Pas facile d’être né en même temps que Richard Strauss, d’être un de ses copains d’enfance, et de vouloir composer de la musique moderne ! Alors Ludwig Thuile tourna son langage plutôt vers la
double lumière de Brahms et de Wagner : Brahms pour le classicisme formel et l’ampleur des développements thématiques, Wagner pour la hardiesse chromatique et un certain esprit grandiose-théâtral,
curieux mélange pourtant très efficace, comme en témoignent le Sextuor Op. 6 de 1888 et plus encore le Quintette Op. 20 de 1901. Une écoute plus attentive pourra malgré tout y découvrir quelques
tournures straussiennes, mais aussi une transparence plus française.

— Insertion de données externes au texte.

// Copyright (c) 2026 - Soldr Project Developers
//! Port and Protocol Value Objects

use serde::{Deserialize, Serialize};
use std::fmt;
use thiserror::Error;

/// Port validation error
#[derive(Debug, Error, Clone, PartialEq, Eq)]
pub enum PortError {
    #[error("Invalid port: 0 (must be 1-65535)")]
    Zero,
}

/// TCP/UDP port value object
///
/// Invariants:
/// - Port must be 1-65535 (0 is reserved)
#[derive(Debug, Clone, Copy, PartialEq, Eq, Hash, PartialOrd, Ord, Serialize, Deserialize)]
#[serde(try_from = "u16", into = "u16")]
pub struct Port(u16);

impl Port {
    /// Standard SSH port, always opened for the benchmark instance
    pub const SSH: Port = Port(22);

    /// Default port the benchmarked service listens on
    pub const SERVICE_DEFAULT: Port = Port(3000);

    /// Create a new port with validation
    pub fn new(port: u16) -> Result<Self, PortError> {
        if port == 0 {
            return Err(PortError::Zero);
        }
        Ok(Self(port))
    }

    /// Get the port value
    pub fn value(&self) -> u16 {
        self.0
    }
}

impl fmt::Display for Port {
    fn fmt(&self, f: &mut fmt::Formatter<'_>) -> fmt::Result {
        write!(f, "{}", self.0)
    }
}

impl TryFrom<u16> for Port {
    type Error = PortError;

    fn try_from(value: u16) -> Result<Self, Self::Error> {
        Self::new(value)
    }
}

impl From<Port> for u16 {
    fn from(value: Port) -> Self {
        value.0
    }
}

/// Firewall protocol taxonomy
#[derive(Debug, Clone, Copy, PartialEq, Eq, Hash, Serialize, Deserialize)]
#[serde(rename_all = "lowercase")]
pub enum Protocol {
    Tcp,
    Udp,
    Icmp,
}

impl fmt::Display for Protocol {
    fn fmt(&self, f: &mut fmt::Formatter<'_>) -> fmt::Result {
        match self {
            Protocol::Tcp => write!(f, "tcp"),
            Protocol::Udp => write!(f, "udp"),
            Protocol::Icmp => write!(f, "icmp"),
        }
    }
}
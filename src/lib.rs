// Copyright (c) 2026 - Soldr Project Developers
//! Declarative resource-graph provisioning for soldr benchmark environments
//!
//! This crate models a provisioning run as a typed desired-state graph:
//! a network, a subnet, a firewall rule, and a compute instance, wired
//! together by implicit (reference) and explicit (`depends_on`) dependencies.
//! The graph is handed to a convergence engine, and values that only exist
//! after convergence (the instance's public address) are exposed as one-shot
//! asynchronously-resolved [`output::Output`]s.

pub mod config;
pub mod domain;
pub mod engine;
pub mod errors;
pub mod graph;
pub mod output;
pub mod resources;
pub mod stack;
pub mod state_machine;

// Re-export commonly used types
pub use config::StackConfig;
pub use engine::{ConvergenceEngine, Deployment, RealizedSet, SimulatedEngine};
pub use errors::{ProvisionError, ProvisionResult};
pub use graph::{GraphError, ResourceGraph, ResourceOptions};
pub use output::{Exports, Output, OutputError, OutputResolver};
pub use stack::{BenchStack, StackOutputs};
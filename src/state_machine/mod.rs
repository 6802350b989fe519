// Copyright (c) 2026 - Soldr Project Developers
//! Finite State Machine Abstractions
//!
//! Generic state machine trait used to model the realization lifecycle.
//! Transitions are pure functions: no side effects, every valid
//! transition explicitly enumerated, invalid transitions rejected with
//! a typed error.

pub mod realization;

pub use realization::{EngineSignal, RealizationState};

/// Result of a state transition
pub type TransitionResult<S> = Result<S, TransitionError>;

/// Errors that can occur during state transitions
#[derive(Debug, Clone, PartialEq, Eq, thiserror::Error)]
pub enum TransitionError {
    /// Transition from current state to target state is not allowed
    #[error("Invalid transition from {from} on {input}")]
    InvalidTransition { from: String, input: String },
}

/// Trait for finite state machines
///
/// Implement this trait to define a state machine with typed states
/// and inputs.
pub trait StateMachine: Sized + Clone {
    /// Input type that triggers transitions
    type Input;

    /// Attempt to transition to a new state given an input
    fn transition(&self, input: &Self::Input) -> TransitionResult<Self>;

    /// Check if a transition is valid without performing it
    fn can_transition(&self, input: &Self::Input) -> bool {
        self.transition(input).is_ok()
    }

    /// Get all valid inputs from the current state
    fn valid_inputs(&self) -> Vec<Self::Input>
    where
        Self::Input: Clone,
    {
        Vec::new()
    }
}

#[cfg(test)]
mod tests {
    use super::*;

    // Minimal FSM to exercise the trait defaults
    #[derive(Debug, Clone, PartialEq, Eq)]
    enum Door {
        Open,
        Closed,
    }

    #[derive(Debug, Clone)]
    enum Push {
        Toggle,
    }

    impl StateMachine for Door {
        type Input = Push;

        fn transition(&self, input: &Self::Input) -> TransitionResult<Self> {
            match (self, input) {
                (Door::Open, Push::Toggle) => Ok(Door::Closed),
                (Door::Closed, Push::Toggle) => Ok(Door::Open),
            }
        }
    }

    #[test]
    fn test_transition_and_can_transition() {
        let door = Door::Closed;
        assert!(door.can_transition(&Push::Toggle));
        assert_eq!(door.transition(&Push::Toggle).unwrap(), Door::Open);
    }
}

De là à affirmer que Thuile ne possède pas de style propre… allez savoir. Peut-être faudrait-il
complètement le séparer de l’influence possible des Brahms, Wagner, Strauss ou Liszt, et de voir en lui avant tout un contemporain, par exemple, de Zemlinsky ; à eux
deux, ils formeraient une sorte de classe à part de compositeurs certes « de second rang », mais d’un métier des plus solides et d’une
imagination parfois plus débordante que ce que l’on voudrait bien croire. A découvrir, donc, ces deux ouvrages postromantiques aux dimensions symphoniques, superbes mais inclassables, donc, ne
comptez point sur nous pour les classer.